# Work order
Among the entries that follow, the required portion opens with the line containing "pub mod shipping;" and closes with the line containing "state or province". Give that portion again exactly, and nothing else.
********
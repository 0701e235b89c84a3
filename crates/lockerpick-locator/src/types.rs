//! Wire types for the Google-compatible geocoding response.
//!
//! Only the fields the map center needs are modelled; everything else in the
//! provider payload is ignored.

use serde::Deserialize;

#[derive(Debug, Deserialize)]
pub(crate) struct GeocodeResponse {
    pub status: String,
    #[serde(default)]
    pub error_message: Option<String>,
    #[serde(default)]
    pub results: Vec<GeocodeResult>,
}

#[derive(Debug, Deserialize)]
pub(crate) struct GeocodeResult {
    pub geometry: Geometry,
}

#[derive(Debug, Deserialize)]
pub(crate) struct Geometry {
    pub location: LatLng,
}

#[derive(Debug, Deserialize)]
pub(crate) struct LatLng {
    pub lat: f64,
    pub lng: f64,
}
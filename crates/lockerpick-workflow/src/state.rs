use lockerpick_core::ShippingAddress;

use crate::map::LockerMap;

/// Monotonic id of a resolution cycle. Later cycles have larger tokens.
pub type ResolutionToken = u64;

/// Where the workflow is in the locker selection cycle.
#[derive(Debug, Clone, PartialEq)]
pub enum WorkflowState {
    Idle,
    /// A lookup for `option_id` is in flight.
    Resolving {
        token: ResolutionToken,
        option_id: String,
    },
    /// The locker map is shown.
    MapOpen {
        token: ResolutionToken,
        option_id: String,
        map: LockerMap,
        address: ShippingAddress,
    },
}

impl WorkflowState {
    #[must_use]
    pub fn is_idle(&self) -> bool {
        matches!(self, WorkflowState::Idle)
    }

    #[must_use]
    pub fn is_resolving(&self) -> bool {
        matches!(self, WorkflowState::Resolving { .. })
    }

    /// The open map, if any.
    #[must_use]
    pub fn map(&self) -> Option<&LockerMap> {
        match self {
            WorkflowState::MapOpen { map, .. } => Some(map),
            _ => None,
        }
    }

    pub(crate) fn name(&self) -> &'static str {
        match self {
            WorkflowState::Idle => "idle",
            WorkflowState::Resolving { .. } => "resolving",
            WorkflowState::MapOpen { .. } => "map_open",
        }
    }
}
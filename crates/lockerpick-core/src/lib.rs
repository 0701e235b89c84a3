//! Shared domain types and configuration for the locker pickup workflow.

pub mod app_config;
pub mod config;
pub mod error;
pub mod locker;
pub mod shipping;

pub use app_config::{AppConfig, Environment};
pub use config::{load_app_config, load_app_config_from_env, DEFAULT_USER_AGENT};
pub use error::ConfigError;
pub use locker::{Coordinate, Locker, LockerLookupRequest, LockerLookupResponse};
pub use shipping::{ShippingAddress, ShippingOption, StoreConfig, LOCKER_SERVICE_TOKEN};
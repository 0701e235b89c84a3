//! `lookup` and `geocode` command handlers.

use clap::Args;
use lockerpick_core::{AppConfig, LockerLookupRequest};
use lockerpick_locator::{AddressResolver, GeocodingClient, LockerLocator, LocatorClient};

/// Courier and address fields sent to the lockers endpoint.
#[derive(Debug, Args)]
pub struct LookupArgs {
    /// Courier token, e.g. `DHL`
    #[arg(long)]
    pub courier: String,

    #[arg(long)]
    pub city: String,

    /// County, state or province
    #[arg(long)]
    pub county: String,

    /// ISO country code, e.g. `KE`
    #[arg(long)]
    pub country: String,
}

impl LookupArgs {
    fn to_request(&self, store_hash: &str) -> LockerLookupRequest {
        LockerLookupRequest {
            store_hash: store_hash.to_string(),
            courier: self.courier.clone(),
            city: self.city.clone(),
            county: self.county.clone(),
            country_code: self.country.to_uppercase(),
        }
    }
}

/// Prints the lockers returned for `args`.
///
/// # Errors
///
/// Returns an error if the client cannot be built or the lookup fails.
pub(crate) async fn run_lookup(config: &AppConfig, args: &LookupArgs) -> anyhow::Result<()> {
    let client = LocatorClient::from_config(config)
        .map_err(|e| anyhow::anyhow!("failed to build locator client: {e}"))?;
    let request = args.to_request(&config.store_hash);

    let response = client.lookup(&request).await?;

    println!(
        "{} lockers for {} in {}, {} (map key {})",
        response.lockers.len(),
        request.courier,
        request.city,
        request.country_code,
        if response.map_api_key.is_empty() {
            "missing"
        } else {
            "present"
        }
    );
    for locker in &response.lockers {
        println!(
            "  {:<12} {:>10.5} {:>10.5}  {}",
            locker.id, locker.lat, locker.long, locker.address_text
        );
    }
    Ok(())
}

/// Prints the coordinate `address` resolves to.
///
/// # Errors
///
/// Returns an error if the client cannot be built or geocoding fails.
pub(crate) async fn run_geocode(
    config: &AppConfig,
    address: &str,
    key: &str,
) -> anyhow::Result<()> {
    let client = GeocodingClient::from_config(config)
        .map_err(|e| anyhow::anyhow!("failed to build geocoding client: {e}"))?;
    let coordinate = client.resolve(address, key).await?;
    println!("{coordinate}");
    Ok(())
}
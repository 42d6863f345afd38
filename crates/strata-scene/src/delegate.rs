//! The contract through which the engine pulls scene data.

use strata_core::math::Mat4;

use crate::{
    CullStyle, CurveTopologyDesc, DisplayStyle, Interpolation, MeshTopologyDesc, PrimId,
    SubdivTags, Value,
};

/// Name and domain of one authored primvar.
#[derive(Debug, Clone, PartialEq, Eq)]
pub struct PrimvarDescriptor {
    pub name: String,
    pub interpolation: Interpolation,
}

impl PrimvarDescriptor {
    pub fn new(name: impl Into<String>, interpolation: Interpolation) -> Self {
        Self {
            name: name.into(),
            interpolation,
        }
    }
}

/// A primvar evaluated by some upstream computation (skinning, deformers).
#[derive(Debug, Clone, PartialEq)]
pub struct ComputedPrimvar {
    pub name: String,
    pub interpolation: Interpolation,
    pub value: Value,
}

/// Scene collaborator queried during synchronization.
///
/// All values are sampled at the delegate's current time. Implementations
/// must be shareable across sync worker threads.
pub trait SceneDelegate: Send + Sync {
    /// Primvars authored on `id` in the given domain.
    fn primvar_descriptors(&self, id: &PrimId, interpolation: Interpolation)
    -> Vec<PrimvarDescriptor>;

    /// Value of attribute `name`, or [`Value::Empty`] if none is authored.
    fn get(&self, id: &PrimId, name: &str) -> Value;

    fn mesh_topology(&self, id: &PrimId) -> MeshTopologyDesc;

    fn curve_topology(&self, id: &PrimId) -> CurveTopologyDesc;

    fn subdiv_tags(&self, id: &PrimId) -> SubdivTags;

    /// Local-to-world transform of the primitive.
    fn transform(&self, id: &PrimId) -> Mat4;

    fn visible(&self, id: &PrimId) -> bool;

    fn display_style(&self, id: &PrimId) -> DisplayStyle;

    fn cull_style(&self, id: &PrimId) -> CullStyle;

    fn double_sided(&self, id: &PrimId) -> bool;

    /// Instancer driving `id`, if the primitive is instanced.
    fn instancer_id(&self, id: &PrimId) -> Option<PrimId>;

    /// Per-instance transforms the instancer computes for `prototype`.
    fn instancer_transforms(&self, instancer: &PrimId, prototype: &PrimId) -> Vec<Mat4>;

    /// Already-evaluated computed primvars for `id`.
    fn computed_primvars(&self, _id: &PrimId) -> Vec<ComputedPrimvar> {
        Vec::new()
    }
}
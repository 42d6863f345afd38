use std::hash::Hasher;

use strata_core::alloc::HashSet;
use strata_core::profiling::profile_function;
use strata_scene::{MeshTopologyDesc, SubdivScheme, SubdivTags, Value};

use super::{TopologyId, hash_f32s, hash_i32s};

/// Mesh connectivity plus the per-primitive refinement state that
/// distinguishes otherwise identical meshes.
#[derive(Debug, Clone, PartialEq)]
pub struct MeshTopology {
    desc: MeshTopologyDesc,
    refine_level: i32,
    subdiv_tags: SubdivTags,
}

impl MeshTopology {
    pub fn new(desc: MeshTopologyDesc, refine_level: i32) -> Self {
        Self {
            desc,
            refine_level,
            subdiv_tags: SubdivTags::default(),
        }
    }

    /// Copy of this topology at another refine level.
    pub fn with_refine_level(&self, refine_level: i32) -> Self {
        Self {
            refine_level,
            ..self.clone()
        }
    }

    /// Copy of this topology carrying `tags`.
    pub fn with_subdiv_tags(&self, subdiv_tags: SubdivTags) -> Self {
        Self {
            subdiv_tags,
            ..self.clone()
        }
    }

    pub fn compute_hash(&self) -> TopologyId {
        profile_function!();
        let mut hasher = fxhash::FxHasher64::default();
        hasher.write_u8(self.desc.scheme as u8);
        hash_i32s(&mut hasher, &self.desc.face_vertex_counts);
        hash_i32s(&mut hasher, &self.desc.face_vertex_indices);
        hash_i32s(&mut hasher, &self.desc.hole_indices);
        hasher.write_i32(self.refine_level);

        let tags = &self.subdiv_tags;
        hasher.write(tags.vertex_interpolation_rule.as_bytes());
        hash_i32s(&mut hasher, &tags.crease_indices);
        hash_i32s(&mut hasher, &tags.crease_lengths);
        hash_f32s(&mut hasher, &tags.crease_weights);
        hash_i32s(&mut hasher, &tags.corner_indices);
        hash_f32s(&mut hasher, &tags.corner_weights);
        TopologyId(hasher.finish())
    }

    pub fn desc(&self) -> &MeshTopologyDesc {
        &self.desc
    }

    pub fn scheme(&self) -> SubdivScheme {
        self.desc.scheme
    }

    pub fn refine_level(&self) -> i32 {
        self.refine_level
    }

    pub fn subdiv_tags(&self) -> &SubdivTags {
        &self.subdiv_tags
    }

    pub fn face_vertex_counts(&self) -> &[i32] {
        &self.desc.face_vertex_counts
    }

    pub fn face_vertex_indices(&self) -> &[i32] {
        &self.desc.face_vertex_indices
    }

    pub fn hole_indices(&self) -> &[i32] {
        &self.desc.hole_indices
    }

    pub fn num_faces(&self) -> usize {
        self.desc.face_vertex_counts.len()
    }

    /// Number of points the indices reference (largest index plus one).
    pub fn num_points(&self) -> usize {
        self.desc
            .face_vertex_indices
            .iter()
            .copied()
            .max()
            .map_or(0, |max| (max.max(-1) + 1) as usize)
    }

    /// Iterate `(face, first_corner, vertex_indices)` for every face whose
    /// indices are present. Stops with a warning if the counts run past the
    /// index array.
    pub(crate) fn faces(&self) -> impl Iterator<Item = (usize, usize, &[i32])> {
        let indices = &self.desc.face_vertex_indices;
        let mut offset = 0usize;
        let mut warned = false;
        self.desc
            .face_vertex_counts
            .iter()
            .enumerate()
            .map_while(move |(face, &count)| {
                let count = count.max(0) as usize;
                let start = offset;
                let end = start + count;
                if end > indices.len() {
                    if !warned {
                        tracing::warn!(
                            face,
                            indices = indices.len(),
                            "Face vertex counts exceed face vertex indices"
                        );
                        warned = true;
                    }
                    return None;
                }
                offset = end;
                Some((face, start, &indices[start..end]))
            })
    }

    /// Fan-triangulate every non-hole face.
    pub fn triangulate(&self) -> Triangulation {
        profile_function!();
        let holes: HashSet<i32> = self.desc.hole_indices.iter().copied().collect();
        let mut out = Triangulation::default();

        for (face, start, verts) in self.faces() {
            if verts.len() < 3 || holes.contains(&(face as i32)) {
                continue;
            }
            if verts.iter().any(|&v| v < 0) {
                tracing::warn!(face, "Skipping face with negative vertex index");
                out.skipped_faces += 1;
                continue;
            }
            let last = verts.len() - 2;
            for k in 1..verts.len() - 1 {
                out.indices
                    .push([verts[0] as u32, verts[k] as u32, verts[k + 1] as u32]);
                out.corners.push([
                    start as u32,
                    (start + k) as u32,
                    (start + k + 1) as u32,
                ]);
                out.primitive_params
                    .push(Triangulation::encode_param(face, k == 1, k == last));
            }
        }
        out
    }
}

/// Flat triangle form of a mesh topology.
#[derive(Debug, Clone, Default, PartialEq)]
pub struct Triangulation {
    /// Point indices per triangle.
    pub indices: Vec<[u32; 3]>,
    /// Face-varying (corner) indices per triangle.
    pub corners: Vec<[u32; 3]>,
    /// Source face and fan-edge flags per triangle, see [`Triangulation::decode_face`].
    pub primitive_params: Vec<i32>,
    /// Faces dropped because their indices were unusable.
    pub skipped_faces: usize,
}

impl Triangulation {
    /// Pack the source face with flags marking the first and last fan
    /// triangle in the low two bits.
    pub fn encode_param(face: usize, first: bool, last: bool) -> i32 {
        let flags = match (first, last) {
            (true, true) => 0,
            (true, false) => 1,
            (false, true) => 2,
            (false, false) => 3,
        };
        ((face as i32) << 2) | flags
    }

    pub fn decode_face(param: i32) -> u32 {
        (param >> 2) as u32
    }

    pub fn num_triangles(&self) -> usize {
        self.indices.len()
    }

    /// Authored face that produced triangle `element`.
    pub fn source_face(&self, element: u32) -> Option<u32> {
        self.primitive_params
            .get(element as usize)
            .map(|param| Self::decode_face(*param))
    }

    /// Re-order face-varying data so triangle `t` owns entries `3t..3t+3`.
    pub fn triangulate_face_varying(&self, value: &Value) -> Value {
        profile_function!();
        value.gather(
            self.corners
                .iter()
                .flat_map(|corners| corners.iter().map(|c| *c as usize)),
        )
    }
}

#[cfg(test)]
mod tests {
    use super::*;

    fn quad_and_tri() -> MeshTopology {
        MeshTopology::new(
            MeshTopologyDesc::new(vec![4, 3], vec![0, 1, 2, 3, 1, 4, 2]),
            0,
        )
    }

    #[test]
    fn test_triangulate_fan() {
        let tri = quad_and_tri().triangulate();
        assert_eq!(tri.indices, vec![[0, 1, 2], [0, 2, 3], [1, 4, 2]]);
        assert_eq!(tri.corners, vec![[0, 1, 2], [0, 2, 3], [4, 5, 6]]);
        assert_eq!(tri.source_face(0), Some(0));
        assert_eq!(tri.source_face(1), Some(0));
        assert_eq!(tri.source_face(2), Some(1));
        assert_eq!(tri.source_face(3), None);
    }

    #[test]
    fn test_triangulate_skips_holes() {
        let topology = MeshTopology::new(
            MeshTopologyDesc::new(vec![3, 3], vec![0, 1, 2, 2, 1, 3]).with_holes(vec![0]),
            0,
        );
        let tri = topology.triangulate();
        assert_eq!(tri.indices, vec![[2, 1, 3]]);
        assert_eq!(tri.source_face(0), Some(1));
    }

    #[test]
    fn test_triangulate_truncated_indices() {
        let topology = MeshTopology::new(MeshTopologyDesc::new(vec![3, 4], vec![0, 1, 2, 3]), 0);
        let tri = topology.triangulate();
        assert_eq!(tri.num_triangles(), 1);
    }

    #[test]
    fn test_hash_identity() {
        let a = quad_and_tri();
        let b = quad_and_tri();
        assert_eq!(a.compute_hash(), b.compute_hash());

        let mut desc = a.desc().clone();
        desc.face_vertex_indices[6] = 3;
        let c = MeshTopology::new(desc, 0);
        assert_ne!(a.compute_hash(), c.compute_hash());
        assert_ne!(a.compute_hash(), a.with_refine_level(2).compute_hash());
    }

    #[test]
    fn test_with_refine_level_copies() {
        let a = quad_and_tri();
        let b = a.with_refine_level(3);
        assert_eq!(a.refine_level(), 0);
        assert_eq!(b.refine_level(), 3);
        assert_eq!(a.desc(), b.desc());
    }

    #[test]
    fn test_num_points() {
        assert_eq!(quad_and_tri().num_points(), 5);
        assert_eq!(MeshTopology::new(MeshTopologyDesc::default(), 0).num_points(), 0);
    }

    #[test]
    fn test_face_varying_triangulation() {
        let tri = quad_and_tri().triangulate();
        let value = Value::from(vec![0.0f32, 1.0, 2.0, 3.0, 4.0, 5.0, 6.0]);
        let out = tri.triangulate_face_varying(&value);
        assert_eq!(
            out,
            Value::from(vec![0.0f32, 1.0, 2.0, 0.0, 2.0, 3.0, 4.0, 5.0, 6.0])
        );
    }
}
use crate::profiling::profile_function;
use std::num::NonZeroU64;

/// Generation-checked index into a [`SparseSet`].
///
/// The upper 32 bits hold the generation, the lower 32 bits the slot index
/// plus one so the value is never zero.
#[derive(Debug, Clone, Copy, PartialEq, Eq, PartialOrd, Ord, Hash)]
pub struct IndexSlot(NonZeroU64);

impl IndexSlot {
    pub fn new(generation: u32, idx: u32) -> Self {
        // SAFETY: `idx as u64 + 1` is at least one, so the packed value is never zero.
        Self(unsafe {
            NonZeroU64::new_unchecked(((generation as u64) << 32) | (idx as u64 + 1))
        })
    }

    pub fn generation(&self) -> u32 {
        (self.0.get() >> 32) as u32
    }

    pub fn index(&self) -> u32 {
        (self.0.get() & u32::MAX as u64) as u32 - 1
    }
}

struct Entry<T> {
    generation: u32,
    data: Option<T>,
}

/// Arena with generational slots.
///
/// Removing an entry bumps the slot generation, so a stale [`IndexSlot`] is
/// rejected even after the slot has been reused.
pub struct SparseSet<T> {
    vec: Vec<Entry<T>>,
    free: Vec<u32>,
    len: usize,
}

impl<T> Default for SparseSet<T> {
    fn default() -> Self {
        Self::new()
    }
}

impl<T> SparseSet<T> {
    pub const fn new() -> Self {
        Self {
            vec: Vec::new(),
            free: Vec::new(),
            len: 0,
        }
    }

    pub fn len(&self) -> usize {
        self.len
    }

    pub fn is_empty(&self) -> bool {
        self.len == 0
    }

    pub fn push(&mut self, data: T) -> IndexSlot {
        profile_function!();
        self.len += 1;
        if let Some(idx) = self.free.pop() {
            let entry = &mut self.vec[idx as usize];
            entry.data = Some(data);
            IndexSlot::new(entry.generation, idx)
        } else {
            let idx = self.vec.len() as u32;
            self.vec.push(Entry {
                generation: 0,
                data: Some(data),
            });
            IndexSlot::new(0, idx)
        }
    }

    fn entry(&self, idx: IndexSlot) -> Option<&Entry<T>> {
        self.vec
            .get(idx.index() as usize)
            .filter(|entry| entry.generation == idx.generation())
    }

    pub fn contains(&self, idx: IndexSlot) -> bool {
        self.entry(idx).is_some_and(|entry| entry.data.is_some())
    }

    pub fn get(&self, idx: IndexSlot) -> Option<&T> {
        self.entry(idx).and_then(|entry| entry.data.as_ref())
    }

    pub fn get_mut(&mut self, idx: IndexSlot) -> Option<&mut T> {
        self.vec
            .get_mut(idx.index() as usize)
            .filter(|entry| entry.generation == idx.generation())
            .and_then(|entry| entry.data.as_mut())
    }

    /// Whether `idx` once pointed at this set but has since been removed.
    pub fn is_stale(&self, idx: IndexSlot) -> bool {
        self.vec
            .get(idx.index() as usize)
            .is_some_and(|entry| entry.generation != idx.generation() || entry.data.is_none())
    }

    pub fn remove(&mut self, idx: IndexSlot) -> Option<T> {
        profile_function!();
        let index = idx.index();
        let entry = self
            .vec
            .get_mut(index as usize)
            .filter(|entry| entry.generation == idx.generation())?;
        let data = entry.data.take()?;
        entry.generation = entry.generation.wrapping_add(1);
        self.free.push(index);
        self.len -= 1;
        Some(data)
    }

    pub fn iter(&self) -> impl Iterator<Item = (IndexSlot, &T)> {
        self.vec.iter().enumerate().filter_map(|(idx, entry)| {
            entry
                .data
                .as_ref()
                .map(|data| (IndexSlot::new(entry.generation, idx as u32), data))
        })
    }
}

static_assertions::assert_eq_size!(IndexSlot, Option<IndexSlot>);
********
# Output
pub mod shipping;

pub use app_config::{AppConfig, Environment};
pub use config::{load_app_config, load_app_config_from_env, DEFAULT_USER_AGENT};
pub use error::ConfigError;
pub use locker::{Coordinate, Locker, LockerLookupRequest, LockerLookupResponse};
pub use shipping::{ShippingAddress, ShippingOption, StoreConfig, LOCKER_SERVICE_TOKEN};
repository 0701e235b89c84a3
//! `lookup` and `geocode` command handlers.

use clap::Args;
use lockerpick_core::{AppConfig, LockerLookupRequest};
use lockerpick_locator::{AddressResolver, GeocodingClient, LockerLocator, LocatorClient};

/// Courier and address fields sent to the lockers endpoint.
#[derive(Debug, Args)]
pub struct LookupArgs {
    /// Courier token, e.g. `DHL`
    #[arg(long)]
    pub courier: String,

    #[arg(long)]
    pub city: String,

    /// County, state or province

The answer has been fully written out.